Remember when the Mets’ biggest problem this week was players symbolically booing their own fans?
Javy Baez and Francisco Lindor delivered those twin apologies for the thumbs-down gestures around noon Tuesday, backed up against the dugout rail at Citi Field. But only eight hours earlier, it turns out, the team’s acting GM Zack Scott was arrested in White Plains and charged with DWI, after refusing an on-site breathalyzer test, according to police.
And roughly seven hours previous to that, Scott had attended a Mets’ fundraising event at the Connecticut home of owner Steve Cohen, along with players and other officials, that a source said ended around 8:30 p.m. -- long before he was hauled in by the cops at 4:17 a.m.
As for what happened during that gap in time, use your imagination. This is the Mets, after all, and Flushing is a place where the truth tends to be stranger than fiction. How could any sane person possibly make this up?
Which brings us to Cohen, who must be losing his mind over the disaster his first year of ownership has become. And now Cohen is on the verge of having to cut loose another GM less than ninth months after axing Jared Porter, who you may recall was busted for sending unsolicited, salacious photos to a female reporter while under his previous employ with the Cubs.
We can’t hang this one on the Wilpons’ five percent stake in the franchise. But it’s getting harder to see president Sandy Alderson surviving beyond this season — or why he would even want to. With so much upheaval in the front office, the 73-year-old Alderson has been more involved in the baseball ops than he originally planned, and the Mets are looking like an entire system failure at this point, from the clubhouse to the manager’s office to the people supposedly running things upstairs.
If Cohen is the only one above Alderson in the Mets’ hierarchy, and everything below the president either routinely underperforms or is just plain embarrassing, that’s not a great reflection on him. As for Scott, his chances of getting the full-time GM gig likely evaporated as soon as those sirens switched on behind him.
And the timing? This was a case of the Mets even out-Metsing themselves. They had just put the whole thumbs-down fiasco in the rear-view mirror with Tuesday’s doubleheader sweep of the Marlins, especially when the Game 1 victory was delivered by Baez diving into home with the winning run. It was better than any scripted apology.
But the good vibes already were gone by mid-afternoon Wednesday, when the "surprised and deeply disappointed" Mets publicly acknowledged that Scott indeed had been arrested for DWI. They added he would not be accompanying the team on the upcoming road trip to Washington "while we learn more and determine next steps," according to their statement.
With Porter, Cohen announced his firing on Twitter the morning after the accusations came to light. While Scott’s transgression is a much different matter, this doesn’t help his credibility within the organization, not after calling out the players only three weeks ago for a lack of accountability, mostly related to health and conditioning issues that he connected to the team’s prolific number of injuries.

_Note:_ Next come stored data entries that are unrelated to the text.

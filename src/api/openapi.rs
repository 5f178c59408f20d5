//! OpenAPI documentation configuration.

use utoipa::OpenApi;

use crate::{api, error, models};

/// OpenAPI documentation.
#[derive(OpenApi)]
#[openapi(
    info(
        title = "GitEvents",
        version = "0.3.0",
        description = "GitHub webhook ingestion with an event query API, branch automation and post-merge scripts"
    ),
    servers(
        (url = "/", description = "Local server")
    ),
    paths(
        // Health
        api::health::health,
        api::health::ready,
        // Webhook listener
        api::webhook::receive_webhook,
        api::webhook::webhook_health,
        // Events
        api::events::pr_events,
        api::events::branch_events,
        api::events::push_events,
        api::events::all_events,
        // Repositories
        api::repos::list_repos,
        api::repos::list_repo_prs,
        api::repos::pr_history,
        // Settings
        api::settings::get_settings,
        api::settings::update_settings,
        api::settings::get_config,
        api::settings::update_config,
        // Database
        api::database::database_info,
        api::database::test_connection,
        api::database::update_database_config,
        api::database::create_sqlite,
        // Auto PR
        api::auto_pr::get_auto_pr_config,
        api::auto_pr::update_auto_pr_config,
        api::auto_pr::list_projects,
        api::auto_pr::add_project,
        api::auto_pr::list_scripts,
        api::auto_pr::add_script,
        api::auto_pr::remove_script,
        // System
        api::system::tunnels,
        api::system::validate_tokens,
    ),
    components(
        schemas(
            error::ErrorResponse,
            models::OperationResult,
            api::health::Liveness,
            api::health::Readiness,
            // Events
            models::events::PrEventResponse,
            models::events::PrEventPullRequest,
            models::events::PrEventRepository,
            models::events::PrEventUser,
            models::events::BranchEventResponse,
            models::events::PushEventResponse,
            models::events::CombinedEvent,
            models::events::PrHistoryEvent,
            models::RepositoryResponse,
            models::PullRequestResponse,
            // Settings
            models::Settings,
            models::ConfigView,
            models::ConfigUpdate,
            models::settings::ConfigUpdateResponse,
            // Database
            models::database::DatabaseConfigRequest,
            models::database::DatabaseInfo,
            // Auto PR
            models::AutoPrConfig,
            models::AutoPrSettings,
            models::PostMergeScripts,
            models::PostMergeScript,
            models::Project,
            models::auto_pr::CreateProjectRequest,
            models::auto_pr::CreateScriptRequest,
            // System
            models::system::TunnelStatus,
            models::system::TokenValidation,
            models::system::TokenValidationResponse,
        )
    ),
    tags(
        (name = "Health", description = "Health check endpoints"),
        (name = "Webhook", description = "GitHub webhook listener"),
        (name = "Events", description = "Stored event feeds"),
        (name = "Repositories", description = "Repositories and pull requests"),
        (name = "Settings", description = "Settings stored in the .env file"),
        (name = "Database", description = "Database backend management"),
        (name = "Auto PR", description = "Automatic PRs and post-merge scripts"),
        (name = "System", description = "Tunnels and token validation")
    ),
    modifiers(&WebhookSignatureAddon)
)]
pub struct ApiDoc;

/// Document the webhook HMAC header as a security scheme.
struct WebhookSignatureAddon;

impl utoipa::Modify for WebhookSignatureAddon {
    fn modify(&self, openapi: &mut utoipa::openapi::OpenApi) {
        if let Some(components) = openapi.components.as_mut() {
            components.add_security_scheme(
                "webhook_signature",
                utoipa::openapi::security::SecurityScheme::ApiKey(
                    utoipa::openapi::security::ApiKey::Header(
                        utoipa::openapi::security::ApiKeyValue::new(
                            crate::config::SIGNATURE_HEADER,
                        ),
                    ),
                ),
            );
        }
    }
}
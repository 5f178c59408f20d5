//! GitEvents server - main entry point.
//!
//! Runs the query API and the webhook listener as two actix-web servers on
//! one runtime, plus the branch monitor when a GitHub token is configured.

use std::path::PathBuf;
use std::sync::Arc;

use actix_cors::Cors;
use actix_files::{Files, NamedFile};
use actix_web::{App, HttpRequest, HttpServer, Result as ActixResult, http::header, web};
use tracing::{Level, error, info, warn};
use tracing_subscriber::FmtSubscriber;
use utoipa::OpenApi;
use utoipa_swagger_ui::SwaggerUi;

use gitevents_lib::api::{self, ApiDoc};
use gitevents_lib::config::Config;
use gitevents_lib::db::DbPool;
use gitevents_lib::middleware;
use gitevents_lib::services::post_merge::register_post_merge_handler;
use gitevents_lib::services::{
    AutoPrStore, BranchMonitor, EventHandler, GitHubClient, MonitorHandle, SettingsService,
    TokenChecker, TunnelService, WebhookSecret,
};

/// GitHub caps webhook payloads at 25 MB.
const MAX_WEBHOOK_PAYLOAD: usize = 25 * 1024 * 1024;

/// SPA fallback handler - serves index.html for client-side routing.
async fn spa_fallback(req: HttpRequest) -> ActixResult<NamedFile> {
    let static_dir = req
        .app_data::<web::Data<PathBuf>>()
        .ok_or_else(|| actix_web::error::ErrorNotFound("Static dir not configured"))?;
    Ok(NamedFile::open(static_dir.join("index.html"))?)
}

fn start_branch_monitor(config: &Config, store: &AutoPrStore) -> Option<MonitorHandle> {
    let Some(token) = config.github_token.clone() else {
        info!("GITHUB_TOKEN not set, branch monitor disabled");
        return None;
    };

    match GitHubClient::new(token) {
        Ok(client) => {
            info!("Starting branch monitor");
            Some(BranchMonitor::new(Arc::new(client), store.clone()).start())
        }
        Err(e) => {
            error!("Failed to create GitHub client: {}", e);
            None
        }
    }
}

#[actix_web::main]
async fn main() -> std::io::Result<()> {
    // Load environment variables from .env file
    dotenvy::dotenv().ok();

    // Initialize logging
    let subscriber = FmtSubscriber::builder()
        .with_max_level(Level::INFO)
        .with_env_filter(tracing_subscriber::EnvFilter::from_default_env())
        .finish();
    tracing::subscriber::set_global_default(subscriber).map_err(std::io::Error::other)?;

    let config = match Config::from_env() {
        Ok(cfg) => cfg,
        Err(e) => {
            error!("Failed to load configuration: {}", e);
            error!("Check API_PORT, WEBHOOK_PORT, DB_TYPE and RUST_ENV in your .env file");
            std::process::exit(1);
        }
    };

    info!("========================================");
    info!("  GitEvents {}", env!("CARGO_PKG_VERSION"));
    info!("  Environment: {}", config.environment);
    info!("========================================");

    if config.webhook_secret.is_none() {
        if config.environment.is_production() {
            warn!("GITHUB_WEBHOOK_SECRET is not set - webhook deliveries will NOT be verified!");
        } else {
            info!("GITHUB_WEBHOOK_SECRET not set, signature verification disabled");
        }
    }

    let pool = match DbPool::new(&config.database).await {
        Ok(pool) => pool,
        Err(e) => {
            error!(
                "Failed to connect to {} database at {}: {}",
                config.database.db_type,
                config.database.redacted_location(),
                e
            );
            std::process::exit(1);
        }
    };
    info!(
        "Connected to {} database at {}",
        config.database.db_type,
        config.database.redacted_location()
    );

    pool.run_migrations().await.map_err(std::io::Error::other)?;
    info!("Database migrations complete");

    let auto_pr_store = AutoPrStore::load(&config.auto_pr_config_path);
    let event_handler = web::Data::new(EventHandler::new(pool.clone()));
    register_post_merge_handler(&event_handler, auto_pr_store.clone()).await;

    let monitor = start_branch_monitor(&config, &auto_pr_store);

    let tunnels = web::Data::new(TunnelService::new(config.ngrok_auth_token.clone()));
    if config.enable_ngrok {
        match tunnels.start_webhook_tunnel(config.webhook_port).await {
            Some(url) => info!("Webhook URL: {}", url),
            None => warn!("Webhook tunnel could not be started"),
        }
        match tunnels.start_api_tunnel(config.api_port).await {
            Some(url) => info!("API URL: {}", url),
            None => warn!("API tunnel could not be started"),
        }
    }

    // Shared state
    let pool_data = web::Data::new(pool);
    let config_data = web::Data::new(config.clone());
    let settings = web::Data::new(SettingsService::new(config.env_file.clone()));
    let store_data = web::Data::new(auto_pr_store);
    let checker = web::Data::new(TokenChecker::new());
    let secret = web::Data::new(WebhookSecret::new(config.webhook_secret.clone()));
    let static_dir = config.static_dir.clone();
    let is_development = config.is_development();

    if static_dir.is_some() {
        info!("Static file serving enabled from {:?}", static_dir);
    }

    let worker_count = if is_development { 4 } else { num_cpus::get() };
    let api_address = config.api_bind_address();
    let webhook_address = config.webhook_bind_address();
    info!(
        "Starting API at http://{} and webhook listener at http://{} ({} workers each)",
        api_address, webhook_address, worker_count
    );

    let api_tunnels = tunnels.clone();
    let api_server = HttpServer::new(move || {
        let cors = if is_development {
            Cors::default()
                .allowed_origin("http://localhost:3000")
                .allowed_origin("http://127.0.0.1:3000")
                .allowed_methods(vec!["GET", "POST", "PUT", "DELETE", "OPTIONS"])
                .allowed_headers(vec![header::AUTHORIZATION, header::ACCEPT, header::CONTENT_TYPE])
                .max_age(3600)
        } else {
            // Same-origin only
            Cors::default()
                .allowed_methods(vec!["GET", "POST", "PUT", "DELETE", "OPTIONS"])
                .allowed_headers(vec![header::AUTHORIZATION, header::ACCEPT, header::CONTENT_TYPE])
                .max_age(3600)
        };

        let mut app = App::new()
            .wrap(cors)
            .wrap(middleware::RequestLogger)
            .app_data(pool_data.clone())
            .app_data(config_data.clone())
            .app_data(settings.clone())
            .app_data(store_data.clone())
            .app_data(checker.clone())
            .app_data(api_tunnels.clone())
            .configure(api::configure_api_routes)
            .service(
                SwaggerUi::new("/swagger-ui/{_:.*}")
                    .url("/api-docs/openapi.json", ApiDoc::openapi()),
            );

        if let Some(ref dir) = static_dir {
            app = app
                .app_data(web::Data::new(dir.clone()))
                .service(Files::new("/assets", dir.join("assets")).prefer_utf8(true))
                .service(Files::new("/favicon", dir.clone()).index_file("favicon.ico"))
                .default_service(web::route().to(spa_fallback));
        }

        app
    })
    .workers(worker_count)
    .bind(&api_address)?
    .run();

    let webhook_handler = event_handler.clone();
    let webhook_server = HttpServer::new(move || {
        App::new()
            .wrap(middleware::RequestLogger)
            .app_data(web::PayloadConfig::new(MAX_WEBHOOK_PAYLOAD))
            .app_data(secret.clone())
            .app_data(webhook_handler.clone())
            .configure(api::configure_webhook_routes)
    })
    .workers(worker_count)
    .bind(&webhook_address)?
    .run();

    let result = futures_util::future::try_join(api_server, webhook_server)
        .await
        .map(|_| ());

    info!("Shutting down");
    if let Some(monitor) = monitor {
        monitor.stop().await;
    }
    tunnels.close_tunnels().await;
    event_handler.unsubscribe_all().await;

    result
}
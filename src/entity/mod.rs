//! SeaORM entity definitions.

pub mod branch_event;
pub mod pr_event;
pub mod pull_request;
pub mod push_event;
pub mod repository;
pub mod user;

"Most of the time it’s compliance issues," Scott said back on Aug. 10. "Actually following the plan, because these are all individuals, they control their own bodies, and sometimes they’re not as compliant as they should be. You’ve got to take ownership of your career and your health as well ...This is a partnership and everyone has to be pulling in the same direction."
So what does criticizing players for not hydrating enough have to do with Scott getting pulled over for allegedly drinking too much? Plenty. As GM, Scott doesn’t have to be buddies with the clubhouse, but in a leadership role, it’s crucial to be consistent with the message, at the very least. Scott sabotaged himself in that regard with his poor judgment -- not to mention subjected his team to further ridicule -- and this is hardly the culture change Cohen envisioned when he took over the Mets last November.
Think about that. Cohen forked over a record $2.42 billion for the Mets, and they’ve rewarded him so far with a lifetime supply of aggravation in the span of only 10 months. The Mets weren’t supposed to be punchlines anymore under Cohen. But as they struggle to get back to .500, and cling to slim playoff hopes, this franchise turned into something worse this week by insulting its obsessively loyal fan base and having a GM that was potentially dangerous to both himself and others.
And the week is only half over. Now into September, the Mets still have a month left to make a last-ditch push for the postseason -- but that’s also a scary amount of time for things to go even more sideways until Cohen decides to straighten all this out.